L’approche de Francine Bélair nous apprend qu’il est nécessaire de considérer les différents besoins de manière plus circulaire que hiérarchique. Ils sont tous ensemble présents, en même temps, dans la personne à différents degrés, et l’intensité de chacun d’eux varie selon la situation unique de la personne. Grâce à cette classification, il est aussi plus facile de comprendre comment lutter contre les états de manque qui sont autant de niveaux de pauvretés qui empêchent l’actualisation et la croissance des êtres humains. En répondant à ces besoins, la communauté chrétienne manifeste l’amour de Dieu au monde et offre ainsi un salut vraiment intégral.


Les activités de l’Église, y compris les cours offerts, devront idéalement viser à répondre aux différents besoins de la personne. L’Évangile est un des moyens propres à l’Église qui permet de réaliser cela; par exemple, un des besoins qu’il peut combler est celui du pardon et de l’amour. En Jésus se trouve le pardon définitif, complet et éternel de Dieu pour une personne qui souffre de culpabilité. Et nous ne pouvons trouver une plus grande preuve d’amour de la part de Dieu qu’en Jésus (Jn 15 :13[26]).

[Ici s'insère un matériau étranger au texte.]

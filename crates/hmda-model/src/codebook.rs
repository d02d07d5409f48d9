//! The fixed codebook for the 2024 HMDA LAR release.
//!
//! Every column list, disallowed-value set, code table, and vocabulary the
//! pipeline uses lives here as data. The tables are tied to the published
//! LAR field list for the 2024 release; a schema change in a future release
//! is expected to surface as a missing-column error, not to be absorbed.

use crate::codelist::{BooleanRule, Codelist, FieldGroup, Label, SentinelFilter, ValueRewrite};
use crate::county::COUNTY_CODE;

/// Columns removed up front as irrelevant to downstream analysis.
pub const DROPPED_COLUMNS: &[&str] = &[
    "activity_year",
    "lei",
    "derived_msa-md",
    "state_code",
    "census_tract",
    "total_loan_costs",
    "total_points_and_fees",
    "origination_charges",
    "discount_points",
    "lender_credits",
    "prepayment_penalty_term",
    "intro_rate_period",
    "multifamily_affordable_units",
    "applicant_credit_score_type",
    "co-applicant_credit_score_type",
    "submission_of_application",
    "initially_payable_to_institution",
    "hoepa_status",
    "manufactured_home_secured_property_type",
    "manufactured_home_land_property_interest",
];

/// The reporting-exemption code partially-exempt institutions file in place
/// of a real value.
const EXEMPT_CODE: &[&str] = &["1111"];

/// Row filters, in application order. Order only affects the per-filter
/// diagnostic counts; the surviving set is the same under any order.
pub const SENTINEL_FILTERS: &[SentinelFilter] = &[
    SentinelFilter {
        column: "derived_ethnicity",
        disallowed: &["Ethnicity Not Available"],
    },
    SentinelFilter {
        column: "derived_race",
        disallowed: &["Race Not Available"],
    },
    SentinelFilter {
        column: "derived_sex",
        disallowed: &["Sex Not Available"],
    },
    // Purpose code 5 is "not applicable".
    SentinelFilter {
        column: "loan_purpose",
        disallowed: &["5"],
    },
    SentinelFilter {
        column: "applicant_age",
        disallowed: &["8888"],
    },
    SentinelFilter {
        column: "co-applicant_age",
        disallowed: &["8888"],
    },
    SentinelFilter {
        column: "reverse_mortgage",
        disallowed: EXEMPT_CODE,
    },
    SentinelFilter {
        column: "open-end_line_of_credit",
        disallowed: EXEMPT_CODE,
    },
    SentinelFilter {
        column: "business_or_commercial_purpose",
        disallowed: EXEMPT_CODE,
    },
    SentinelFilter {
        column: "aus-1",
        disallowed: EXEMPT_CODE,
    },
    SentinelFilter {
        column: "aus-2",
        disallowed: EXEMPT_CODE,
    },
    SentinelFilter {
        column: "aus-3",
        disallowed: EXEMPT_CODE,
    },
    SentinelFilter {
        column: "aus-4",
        disallowed: EXEMPT_CODE,
    },
    SentinelFilter {
        column: "aus-5",
        disallowed: EXEMPT_CODE,
    },
    SentinelFilter {
        column: "denial_reason-1",
        disallowed: EXEMPT_CODE,
    },
    SentinelFilter {
        column: "denial_reason-2",
        disallowed: EXEMPT_CODE,
    },
    SentinelFilter {
        column: "denial_reason-3",
        disallowed: EXEMPT_CODE,
    },
    SentinelFilter {
        column: "denial_reason-4",
        disallowed: EXEMPT_CODE,
    },
    SentinelFilter {
        column: "loan_to_value_ratio",
        disallowed: &["Exempt"],
    },
    SentinelFilter {
        column: "interest_rate",
        disallowed: &["Exempt"],
    },
    SentinelFilter {
        column: "rate_spread",
        disallowed: &["Exempt"],
    },
    SentinelFilter {
        column: "loan_term",
        disallowed: &["Exempt"],
    },
    SentinelFilter {
        column: "property_value",
        disallowed: &["Exempt"],
    },
    SentinelFilter {
        column: "debt_to_income_ratio",
        disallowed: &["Exempt"],
    },
];

pub const CONFORMING_LOAN_LIMIT: Codelist = Codelist {
    column: "conforming_loan_limit",
    entries: &[
        ("C", Label::Text("Conforming")),
        ("NC", Label::Text("Nonconforming")),
        ("U", Label::Text("Undetermined")),
    ],
};

pub const ACTION_TAKEN: Codelist = Codelist {
    column: "action_taken",
    entries: &[
        ("1", Label::Text("Loan_originated")),
        ("2", Label::Text("Application_approved_but_not_accepted")),
        ("3", Label::Text("Application_denied")),
        ("4", Label::Text("Application_withdrawn_by_applicant")),
        ("5", Label::Text("File_closed_for_incompleteness")),
        ("6", Label::Text("Purchased_loan")),
        ("7", Label::Text("Preapproval_request_denied")),
        ("8", Label::Text("Preapproval_request_approved_but_not_accepted")),
    ],
};

pub const PURCHASER_TYPE: Codelist = Codelist {
    column: "purchaser_type",
    entries: &[
        ("0", Label::Text("Not_applicable")),
        ("1", Label::Text("Fannie_Mae")),
        ("2", Label::Text("Ginnie_Mae")),
        ("3", Label::Text("Freddie_Mac")),
        ("4", Label::Text("Farmer_Mac")),
        ("5", Label::Text("Private_securitizer")),
        (
            "6",
            Label::Text("Commercial_bank_or_savings_bank_or_savings_association"),
        ),
        (
            "71",
            Label::Text("Credit_union_or_mortgage_company_or_finance_company"),
        ),
        ("72", Label::Text("Life_insurance_company")),
        ("8", Label::Text("Affiliate_institution")),
        ("9", Label::Text("Other_type_of_purchaser")),
    ],
};

pub const LOAN_TYPE: Codelist = Codelist {
    column: "loan_type",
    entries: &[
        ("1", Label::Text("Conventional")),
        ("2", Label::Text("FHA_insured")),
        ("3", Label::Text("VA_guaranteed")),
        ("4", Label::Text("RHS_or_FSA_guaranteed")),
    ],
};

pub const OCCUPANCY_TYPE: Codelist = Codelist {
    column: "occupancy_type",
    entries: &[
        ("1", Label::Text("Principal_residence")),
        ("2", Label::Text("Second_residence")),
        ("3", Label::Text("Investment_property")),
    ],
};

pub const APPLICANT_SEX: Codelist = Codelist {
    column: "applicant_sex",
    entries: &[
        ("1", Label::Text("Male")),
        ("2", Label::Text("Female")),
        ("3", Label::Text("Not_provided")),
        ("4", Label::Text("Not_applicable")),
        ("6", Label::Text("Both_selected")),
    ],
};

pub const CO_APPLICANT_SEX: Codelist = Codelist {
    column: "co-applicant_sex",
    entries: &[
        ("1", Label::Text("Male")),
        ("2", Label::Text("Female")),
        ("3", Label::Text("Not_provided")),
        ("4", Label::Text("Not_applicable")),
        ("5", Label::Text("No_co-applicant")),
        ("6", Label::Text("Both_selected")),
    ],
};

/// Applicant "collected on the basis of visual observation" tables: code 3
/// (not available) deliberately has no entry, so it remaps to missing.
const OBSERVED_APPLICANT: &[(&str, Label)] = &[("1", Label::Bool(true)), ("2", Label::Bool(false))];

/// Co-applicant variant: code 4 means there is no co-applicant at all.
const OBSERVED_CO_APPLICANT: &[(&str, Label)] = &[
    ("1", Label::Bool(true)),
    ("2", Label::Bool(false)),
    ("4", Label::Text("no_co-applicant")),
];

pub const APPLICANT_ETHNICITY_OBSERVED: Codelist = Codelist {
    column: "applicant_ethnicity_observed",
    entries: OBSERVED_APPLICANT,
};

pub const CO_APPLICANT_ETHNICITY_OBSERVED: Codelist = Codelist {
    column: "co-applicant_ethnicity_observed",
    entries: OBSERVED_CO_APPLICANT,
};

pub const APPLICANT_RACE_OBSERVED: Codelist = Codelist {
    column: "applicant_race_observed",
    entries: OBSERVED_APPLICANT,
};

pub const CO_APPLICANT_RACE_OBSERVED: Codelist = Codelist {
    column: "co-applicant_race_observed",
    entries: OBSERVED_CO_APPLICANT,
};

pub const APPLICANT_SEX_OBSERVED: Codelist = Codelist {
    column: "applicant_sex_observed",
    entries: OBSERVED_APPLICANT,
};

pub const CO_APPLICANT_SEX_OBSERVED: Codelist = Codelist {
    column: "co-applicant_sex_observed",
    entries: OBSERVED_CO_APPLICANT,
};

/// Code tables in application order.
pub const CODELISTS: &[&Codelist] = &[
    &COUNTY_CODE,
    &CONFORMING_LOAN_LIMIT,
    &ACTION_TAKEN,
    &PURCHASER_TYPE,
    &LOAN_TYPE,
    &OCCUPANCY_TYPE,
    &APPLICANT_SEX,
    &CO_APPLICANT_SEX,
    &APPLICANT_ETHNICITY_OBSERVED,
    &CO_APPLICANT_ETHNICITY_OBSERVED,
    &APPLICANT_RACE_OBSERVED,
    &CO_APPLICANT_RACE_OBSERVED,
    &APPLICANT_SEX_OBSERVED,
    &CO_APPLICANT_SEX_OBSERVED,
];

/// Single-valued coded columns rewritten into strict booleans.
pub const BOOLEAN_RULES: &[BooleanRule] = &[
    BooleanRule {
        target: "preapproval_requested",
        source: "preapproval",
        true_value: "1",
    },
    BooleanRule {
        target: "secured_by_a_first_lien",
        source: "lien_status",
        true_value: "1",
    },
    BooleanRule {
        target: "is_reverse_mortgage",
        source: "reverse_mortgage",
        true_value: "1",
    },
    BooleanRule {
        target: "is_open-end_line_of_credit",
        source: "open-end_line_of_credit",
        true_value: "1",
    },
    BooleanRule {
        target: "primarily_for_a_business_or_commercial_purpose",
        source: "business_or_commercial_purpose",
        true_value: "1",
    },
    BooleanRule {
        target: "includes_negative_amortization",
        source: "negative_amortization",
        true_value: "1",
    },
    BooleanRule {
        target: "includes_interest_only_payment",
        source: "interest_only_payment",
        true_value: "1",
    },
    BooleanRule {
        target: "includes_balloon_payment",
        source: "balloon_payment",
        true_value: "1",
    },
    BooleanRule {
        target: "includes_other_nonamortizing_features",
        source: "other_nonamortizing_features",
        true_value: "1",
    },
    BooleanRule {
        target: "is_site_built",
        source: "construction_method",
        true_value: "1",
    },
];

/// Derived categorical columns whose free-text-like values are sanitized to
/// the `[A-Za-z0-9_-]` character set.
pub const NORMALIZED_COLUMNS: &[&str] = &[
    "derived_loan_product_type",
    "derived_dwelling_category",
    "derived_ethnicity",
    "derived_race",
    "derived_sex",
];

/// In-place token rewrites; values matching no rule pass through unchanged.
pub const VALUE_REWRITES: &[ValueRewrite] = &[
    ValueRewrite {
        column: "total_units",
        exact: &[(">149", "over_149")],
        substring: &[],
    },
    ValueRewrite {
        column: "debt_to_income_ratio",
        exact: &[
            (">60%", "over_60_percent"),
            ("<20%", "below_20_percent"),
        ],
        // Bucket values such as `20%-<30%` keep their shape with `%` spelled out.
        substring: &[("%", "_percent")],
    },
    ValueRewrite {
        column: "applicant_age",
        exact: &[("<25", "below_25"), (">74", "above_74")],
        substring: &[],
    },
    ValueRewrite {
        column: "co-applicant_age",
        exact: &[("<25", "below_25"), (">74", "above_74")],
        substring: &[],
    },
];

const ETHNICITY_VOCABULARY: &[(&str, &str)] = &[
    ("1", "Hispanic_or_Latino"),
    ("11", "Mexican"),
    ("12", "Puerto_Rican"),
    ("13", "Cuban"),
    ("14", "Other_Hispanic_or_Latino"),
    ("2", "Not_Hispanic_or_Latino"),
    ("3", "Not_provided"),
    ("4", "Not_applicable"),
    ("5", "No_co-applicant"),
];

/// Race codes nest: `2` (Asian) and its sub-categories `21`-`27` are distinct
/// vocabulary entries, so one row may set both the aggregate and a detail
/// indicator.
const RACE_VOCABULARY: &[(&str, &str)] = &[
    ("1", "American_Indian_or_Alaska_Native"),
    ("2", "Asian"),
    ("21", "Asian_Indian"),
    ("22", "Chinese"),
    ("23", "Filipino"),
    ("24", "Japanese"),
    ("25", "Korean"),
    ("26", "Vietnamese"),
    ("27", "Other_Asian"),
    ("3", "Black_or_African_American"),
    ("4", "Native_Hawaiian_or_Other_Pacific_Islander"),
    ("41", "Native_Hawaiian"),
    ("42", "Guamanian_or_Chamorro"),
    ("43", "Samoan"),
    ("44", "Other_Pacific_Islander"),
    ("5", "White"),
    ("6", "Not_provided"),
    ("7", "Not_applicable"),
    ("8", "No_co-applicant"),
];

const AUS_VOCABULARY: &[(&str, &str)] = &[
    ("1", "DU"),
    ("2", "LP_or_Loan_Product_Advisor"),
    ("3", "TOTAL_scorecard"),
    ("4", "GUS"),
    ("5", "Other"),
    ("6", "Not_applicable"),
    ("7", "Internal Proprietary System"),
];

const DENIAL_REASON_VOCABULARY: &[(&str, &str)] = &[
    ("1", "Debt-to-income_ratio"),
    ("2", "Employment_history"),
    ("3", "Credit_history"),
    ("4", "Collateral"),
    ("5", "Insufficient_cash"),
    ("6", "Unverifiable_information"),
    ("7", "Credit_application_incomplete"),
    ("8", "Mortgage_insurance_denied"),
    ("9", "Other"),
    ("10", "Not_applicable"),
];

pub const APPLICANT_ETHNICITY_GROUP: FieldGroup = FieldGroup {
    group: "applicant_ethnicity",
    slots: &[
        "applicant_ethnicity-1",
        "applicant_ethnicity-2",
        "applicant_ethnicity-3",
        "applicant_ethnicity-4",
        "applicant_ethnicity-5",
    ],
    vocabulary: ETHNICITY_VOCABULARY,
};

pub const CO_APPLICANT_ETHNICITY_GROUP: FieldGroup = FieldGroup {
    group: "co-applicant_ethnicity",
    slots: &[
        "co-applicant_ethnicity-1",
        "co-applicant_ethnicity-2",
        "co-applicant_ethnicity-3",
        "co-applicant_ethnicity-4",
        "co-applicant_ethnicity-5",
    ],
    vocabulary: ETHNICITY_VOCABULARY,
};

pub const APPLICANT_RACE_GROUP: FieldGroup = FieldGroup {
    group: "applicant_race",
    slots: &[
        "applicant_race-1",
        "applicant_race-2",
        "applicant_race-3",
        "applicant_race-4",
        "applicant_race-5",
    ],
    vocabulary: RACE_VOCABULARY,
};

pub const CO_APPLICANT_RACE_GROUP: FieldGroup = FieldGroup {
    group: "co-applicant_race",
    slots: &[
        "co-applicant_race-1",
        "co-applicant_race-2",
        "co-applicant_race-3",
        "co-applicant_race-4",
        "co-applicant_race-5",
    ],
    vocabulary: RACE_VOCABULARY,
};

pub const AUS_GROUP: FieldGroup = FieldGroup {
    group: "aus",
    slots: &["aus-1", "aus-2", "aus-3", "aus-4", "aus-5"],
    vocabulary: AUS_VOCABULARY,
};

/// Denial reason reports at most four codes per record.
pub const DENIAL_REASON_GROUP: FieldGroup = FieldGroup {
    group: "denial_reason",
    slots: &[
        "denial_reason-1",
        "denial_reason-2",
        "denial_reason-3",
        "denial_reason-4",
    ],
    vocabulary: DENIAL_REASON_VOCABULARY,
};

/// Field groups in application order.
pub const FIELD_GROUPS: &[&FieldGroup] = &[
    &APPLICANT_ETHNICITY_GROUP,
    &CO_APPLICANT_ETHNICITY_GROUP,
    &APPLICANT_RACE_GROUP,
    &CO_APPLICANT_RACE_GROUP,
    &AUS_GROUP,
    &DENIAL_REASON_GROUP,
];

/// Columns that must be non-missing for a row to survive the final filter.
pub const REQUIRED_COLUMNS: &[&str] = &[
    "county_code",
    "conforming_loan_limit",
    "income",
    "debt_to_income_ratio",
    "applicant_age",
    "co-applicant_age",
];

En offrant aux membres de la communauté chrétienne une formation basée sur l’Évangile, on répond à leur besoin de croissance et d’approfondissement spirituel; en les impliquant dans la mission, on répond à leur besoin d’accomplissement, par des célébrations liturgiques axées sur la louange, on répond à leur besoin de joie. Il y aurait d’autres exemples d’activités propres à l’Église pouvant rejoindre les besoins humains, mais ce qui est important de voir ici c’est que pour offrir un salut intégral, les activités ecclésiales devraient êtres conçues à partir des besoins et des aspirations de la personne. Nous y reviendrons plus loin…



NOTES


[12] L’expression intégration humano-chrétienne fait partie du titre d’une thèse de doctorat écrite par Amanda Brideau. qui défend l’idée d’un message de salut chrétien s’insérant dans les dynamiques de croissance humaine : La vie de parachèvement apportée par la participation à la vie même de Jésus-Christ inclut les réalités humaines tout en leur donnant une finalité d’un bonheur inimaginable (p.326).

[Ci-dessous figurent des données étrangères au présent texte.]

//! Code-to-label remapping.

use anyhow::Result;
use polars::prelude::DataFrame;
use tracing::warn;

use hmda_model::Codelist;

use crate::data_utils::{opt_string_column, require_column, set_string_column};
use crate::pipeline::CleanStep;
use crate::report::CleanReport;

/// Replace each cell with its codelist label. A non-missing code absent from
/// the table becomes missing; the occurrence count is reported so a codebook
/// revision surfaces in the diagnostics instead of silently thinning the
/// final output.
pub struct CodelistMapStep {
    name: String,
    codelist: &'static Codelist,
}

impl CodelistMapStep {
    pub fn new(codelist: &'static Codelist) -> Self {
        Self {
            name: format!("map:{}", codelist.column),
            codelist,
        }
    }
}

impl CleanStep for CodelistMapStep {
    fn apply(&self, df: &mut DataFrame, report: &mut CleanReport) -> Result<()> {
        require_column(df, &self.name, self.codelist.column)?;
        let values = opt_string_column(df, self.codelist.column)?;
        let mut unmapped = 0usize;
        let mapped: Vec<Option<String>> = values
            .into_iter()
            .map(|value| match value {
                None => None,
                Some(code) => match self.codelist.lookup(&code) {
                    Some(label) => Some(label.as_cell_text()),
                    None => {
                        unmapped += 1;
                        None
                    }
                },
            })
            .collect();
        set_string_column(df, self.codelist.column, mapped)?;
        if unmapped > 0 {
            warn!(
                column = self.codelist.column,
                count = unmapped,
                "unrecognized codes remapped to missing"
            );
            report.record_unmapped(self.codelist.column, unmapped);
        }
        Ok(())
    }

    fn step_name(&self) -> &str {
        &self.name
    }
}
//! Logging infrastructure using `tracing` and `tracing-subscriber`.
//!
//! # Log Levels
//!
//! - `error`: fatal I/O and schema failures
//! - `warn`: unmapped codes discovered during remapping
//! - `info`: run-level progress and totals
//! - `debug`: per-step row counts and timings

use std::fs::OpenOptions;
use std::io::{self, Write};
use std::path::PathBuf;
use std::sync::{Arc, Mutex};

use tracing::level_filters::LevelFilter;
use tracing_subscriber::{
    EnvFilter,
    fmt::{self, MakeWriter},
    layer::SubscriberExt,
    util::SubscriberInitExt,
};

/// Configuration for logging behavior.
#[derive(Debug, Clone)]
pub struct LogConfig {
    /// Level filter derived from CLI flags.
    pub level_filter: LevelFilter,
    /// Honor `RUST_LOG` over the flag-derived level.
    pub use_env_filter: bool,
    /// Output format.
    pub format: LogFormat,
    /// Optional log file path. When set, logs are written to the file.
    pub log_file: Option<PathBuf>,
    /// Whether to use ANSI colors in output.
    pub with_ansi: bool,
}

impl Default for LogConfig {
    fn default() -> Self {
        Self {
            level_filter: LevelFilter::INFO,
            use_env_filter: true,
            format: LogFormat::default(),
            log_file: None,
            with_ansi: true,
        }
    }
}

/// Log output format.
#[derive(Debug, Clone, Copy, Default, PartialEq, Eq)]
pub enum LogFormat {
    /// Human-readable format with colors.
    #[default]
    Pretty,
    /// Compact single-line format.
    Compact,
    /// JSON format for machine parsing.
    Json,
}

/// Initialize the global tracing subscriber.
///
/// This should be called once at startup.
///
/// # Errors
///
/// Returns an error if the log file cannot be opened.
pub fn init_logging(config: &LogConfig) -> io::Result<()> {
    if let Some(path) = &config.log_file {
        let file = OpenOptions::new().create(true).append(true).open(path)?;
        init_logging_with_writer(config, SharedFileWriter::new(file));
    } else {
        init_logging_with_writer(config, io::stderr);
    }
    Ok(())
}

/// Initialize logging with a custom writer (useful for testing).
pub fn init_logging_with_writer<W>(config: &LogConfig, writer: W)
where
    W: for<'writer> MakeWriter<'writer> + Send + Sync + 'static,
{
    let filter = build_env_filter(config);

    match config.format {
        LogFormat::Json => {
            let layer = fmt::layer().json().with_writer(writer).with_target(false);
            tracing_subscriber::registry()
                .with(filter)
                .with(layer)
                .init();
        }
        LogFormat::Compact => {
            let layer = fmt::layer()
                .compact()
                .with_writer(writer)
                .with_ansi(config.with_ansi)
                .with_target(false)
                .without_time();
            tracing_subscriber::registry()
                .with(filter)
                .with(layer)
                .init();
        }
        LogFormat::Pretty => {
            let layer = fmt::layer()
                .with_writer(writer)
                .with_ansi(config.with_ansi)
                .with_target(false)
                .without_time();
            tracing_subscriber::registry()
                .with(filter)
                .with(layer)
                .init();
        }
    }
}

#[derive(Clone)]
struct SharedFileWriter {
    file: Arc<Mutex<std::fs::File>>,
}

impl SharedFileWriter {
    fn new(file: std::fs::File) -> Self {
        Self {
            file: Arc::new(Mutex::new(file)),
        }
    }
}

struct SharedFileGuard {
    file: Arc<Mutex<std::fs::File>>,
}

impl Write for SharedFileGuard {
    fn write(&mut self, buf: &[u8]) -> io::Result<usize> {
        let mut guard = self
            .file
            .lock()
            .map_err(|_| io::Error::other("log file lock poisoned"))?;
        guard.write(buf)
    }

    fn flush(&mut self) -> io::Result<()> {
        let mut guard = self
            .file
            .lock()
            .map_err(|_| io::Error::other("log file lock poisoned"))?;
        guard.flush()
    }
}

impl<'a> MakeWriter<'a> for SharedFileWriter {
    type Writer = SharedFileGuard;

    fn make_writer(&'a self) -> Self::Writer {
        SharedFileGuard {
            file: Arc::clone(&self.file),
        }
    }
}

/// Build an `EnvFilter` from the configuration, optionally honoring the
/// `RUST_LOG` env var.
fn build_env_filter(config: &LogConfig) -> EnvFilter {
    let level = config.level_filter.to_string().to_lowercase();
    let default_directives = format!(
        "{level},hmda_cli={level},hmda_ingest={level},hmda_model={level},\
         hmda_output={level},hmda_transform={level}"
    );
    if config.use_env_filter {
        EnvFilter::try_from_default_env().unwrap_or_else(|_| EnvFilter::new(&default_directives))
    } else {
        EnvFilter::new(&default_directives)
    }
}
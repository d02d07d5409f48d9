//! In-place value rewrites.

use anyhow::Result;
use polars::prelude::DataFrame;

use hmda_model::ValueRewrite;

use crate::data_utils::{opt_string_column, require_column, set_string_column};
use crate::pipeline::CleanStep;
use crate::report::CleanReport;

/// Apply the fixed token rewrites (`>149` → `over_149`, DTI and age bucket
/// renames, `%` spelled out). Unlike the codelist mapper, values matching no
/// rule pass through unchanged.
pub struct ValueRewriteStep {
    rewrites: &'static [ValueRewrite],
}

impl ValueRewriteStep {
    pub fn new(rewrites: &'static [ValueRewrite]) -> Self {
        Self { rewrites }
    }
}

impl CleanStep for ValueRewriteStep {
    fn apply(&self, df: &mut DataFrame, _report: &mut CleanReport) -> Result<()> {
        for rewrite in self.rewrites {
            require_column(df, self.step_name(), rewrite.column)?;
            let values = opt_string_column(df, rewrite.column)?;
            let rewritten: Vec<Option<String>> = values
                .into_iter()
                .map(|value| value.map(|text| rewrite.apply(&text)))
                .collect();
            set_string_column(df, rewrite.column, rewritten)?;
        }
        Ok(())
    }

    fn step_name(&self) -> &str {
        "rewrite_values"
    }
}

[13] Francine Bélair est membre du corps professoral de l’Institutte for Control Theory, Reality Therapy and Quality Management de LosAngeles.

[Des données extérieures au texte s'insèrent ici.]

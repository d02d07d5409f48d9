//! Core codebook types.
//!
//! Every lookup the pipeline performs is driven by the static tables in
//! [`crate::codebook`]; the types here are the shapes those tables take.
//! Keeping the tables as data means a codebook revision touches one entry,
//! not a transformation routine.

/// Target of a code remapping. Lookup tables may mix text labels with
/// boolean labels (the `*_observed` columns map codes to true/false while
/// reserving a text sentinel for "no co-applicant").
#[derive(Debug, Clone, Copy, PartialEq, Eq)]
pub enum Label {
    Text(&'static str),
    Bool(bool),
}

impl Label {
    /// Render the label as cell text. Booleans follow the table convention
    /// for mapped columns: `true` / `false` as text.
    pub fn as_cell_text(&self) -> String {
        match self {
            Label::Text(text) => (*text).to_string(),
            Label::Bool(true) => "true".to_string(),
            Label::Bool(false) => "false".to_string(),
        }
    }
}

/// A fixed code-to-label table for one column. Codes absent from the table
/// remap to missing, never to an error.
#[derive(Debug, Clone, Copy)]
pub struct Codelist {
    /// Column the table applies to.
    pub column: &'static str,
    pub entries: &'static [(&'static str, Label)],
}

impl Codelist {
    pub fn lookup(&self, code: &str) -> Option<&Label> {
        self.entries
            .iter()
            .find(|(key, _)| *key == code)
            .map(|(_, label)| label)
    }

    pub fn len(&self) -> usize {
        self.entries.len()
    }

    pub fn is_empty(&self) -> bool {
        self.entries.is_empty()
    }
}

/// A multi-valued field group: up to five slot columns holding an unordered
/// collection of codes, expanded into one indicator column per vocabulary
/// entry.
#[derive(Debug, Clone, Copy)]
pub struct FieldGroup {
    /// Prefix for derived indicator columns (`<group>_is_<category>`).
    pub group: &'static str,
    /// Slot columns, in source order (order is irrelevant to the result).
    pub slots: &'static [&'static str],
    /// Code to category name, covering the field's full vocabulary.
    pub vocabulary: &'static [(&'static str, &'static str)],
}

impl FieldGroup {
    pub fn indicator_column(&self, category: &str) -> String {
        format!("{}_is_{}", self.group, category)
    }
}

/// A row filter: drop every row whose value in `column` is one of
/// `disallowed`, compared as text.
#[derive(Debug, Clone, Copy)]
pub struct SentinelFilter {
    pub column: &'static str,
    pub disallowed: &'static [&'static str],
}

/// A boolean derivation: `target = (source == true_value)`, then drop
/// `source`. The result is a strict boolean; a missing source yields false.
#[derive(Debug, Clone, Copy)]
pub struct BooleanRule {
    pub target: &'static str,
    pub source: &'static str,
    pub true_value: &'static str,
}

/// An in-place value rewrite. Unlike a [`Codelist`], values matching no rule
/// pass through unchanged. Exact replacements run first; any substring
/// replacements then apply to whatever remains.
#[derive(Debug, Clone, Copy)]
pub struct ValueRewrite {
    pub column: &'static str,
    pub exact: &'static [(&'static str, &'static str)],
    pub substring: &'static [(&'static str, &'static str)],
}

impl ValueRewrite {
    pub fn apply(&self, value: &str) -> String {
        for (from, to) in self.exact {
            if value == *from {
                return (*to).to_string();
            }
        }
        let mut rewritten = value.to_string();
        for (from, to) in self.substring {
            rewritten = rewritten.replace(from, to);
        }
        rewritten
    }
}
//! Run summary printed after a successful clean.

use comfy_table::modifiers::UTF8_ROUND_CORNERS;
use comfy_table::presets::UTF8_FULL_CONDENSED;
use comfy_table::{Attribute, Cell, CellAlignment, Color, ContentArrangement, Table};

use hmda_cli::run::CleanOutcome;

pub fn print_summary(outcome: &CleanOutcome) {
    println!("Input: {}", outcome.input.display());
    println!("Output: {}", outcome.output.display());
    if let Some(path) = &outcome.report_path {
        println!("Report: {}", path.display());
    }

    let mut table = Table::new();
    table.set_header(vec![
        header_cell("Step"),
        header_cell("Rows in"),
        header_cell("Rows out"),
        header_cell("Dropped"),
    ]);
    apply_table_style(&mut table);
    align_column(&mut table, 1, CellAlignment::Right);
    align_column(&mut table, 2, CellAlignment::Right);
    align_column(&mut table, 3, CellAlignment::Right);
    for counts in &outcome.report.steps {
        table.add_row(vec![
            Cell::new(&counts.step),
            Cell::new(counts.rows_in),
            Cell::new(counts.rows_out),
            dropped_cell(counts.rows_dropped()),
        ]);
    }
    let input_rows = outcome.report.input_rows().unwrap_or(0);
    let output_rows = outcome.report.output_rows().unwrap_or(0);
    table.add_row(vec![
        Cell::new("TOTAL")
            .fg(Color::Cyan)
            .add_attribute(Attribute::Bold),
        Cell::new(input_rows).add_attribute(Attribute::Bold),
        Cell::new(output_rows).add_attribute(Attribute::Bold),
        dropped_cell(outcome.report.rows_dropped()).add_attribute(Attribute::Bold),
    ]);
    println!("{table}");

    if !outcome.report.unmapped_codes.is_empty() {
        let mut unmapped = Table::new();
        unmapped.set_header(vec![header_cell("Column"), header_cell("Unmapped codes")]);
        apply_table_style(&mut unmapped);
        align_column(&mut unmapped, 1, CellAlignment::Right);
        for (column, count) in &outcome.report.unmapped_codes {
            unmapped.add_row(vec![
                Cell::new(column),
                Cell::new(count).fg(Color::Yellow),
            ]);
        }
        println!();
        println!("Unmapped codes (remapped to missing):");
        println!("{unmapped}");
    }
}

pub fn print_steps(steps: &[String]) {
    for step in steps {
        println!("{step}");
    }
}

fn apply_table_style(table: &mut Table) {
    table
        .load_preset(UTF8_FULL_CONDENSED)
        .apply_modifier(UTF8_ROUND_CORNERS)
        .set_content_arrangement(ContentArrangement::Dynamic)
        .set_width(100);
}

fn align_column(table: &mut Table, index: usize, alignment: CellAlignment) {
    if let Some(column) = table.column_mut(index) {
        column.set_cell_alignment(alignment);
    }
}

fn header_cell(label: &str) -> Cell {
    Cell::new(label)
        .fg(Color::Cyan)
        .add_attribute(Attribute::Bold)
}

fn dropped_cell(count: usize) -> Cell {
    if count > 0 {
        Cell::new(count).fg(Color::Yellow)
    } else {
        Cell::new(count).fg(Color::DarkGrey)
    }
}
pub mod logging;
pub mod run;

[14] F. Bélair, Pour le meilleur… jamais la pire : prendre son devenir en main, Montréal, les éditions de la Chenelière inc.,1996, p.15.

[15] Cf. ibid., p.15.

[16] Ibid., p.17.

[17] Cf. ibid., p.16.

[18] Ibid., p.19.

[19] La pyramide des besoins de Maslow est un classique pour décrire les besoins humains : besoins physiologiques, de sécurité, d’appartenance, d’estime de soi, de réalisation de soi (actualisation et transcendance) : A .H. MASLOW, « A theory of Human Motivation », Psychological Review, vol.50 (1943), pp. 370-396 et A.H. MASLOW, Motivation and Personality, New-York, Harper & Row Publishers, Incorporated, 1954.

[20] Ibid., p.19.

[21] Cf. ibid., p.19.

[22] Ibid., p.24

[23] Ibid., pp.24-25.

[24] Il y par exemple Henri Piéron (1935), Henry A . Murray (1938), Raymond B. Catell (1957), J.P. Guilford (1975), sans parler d’Abraham H. Maslow (1943).

[25] F. Bélair, op. cit., p.29

[26] Jn 15:13 : Nul n'a plus grand amour que celui-ci : donner sa vie pour ses amis.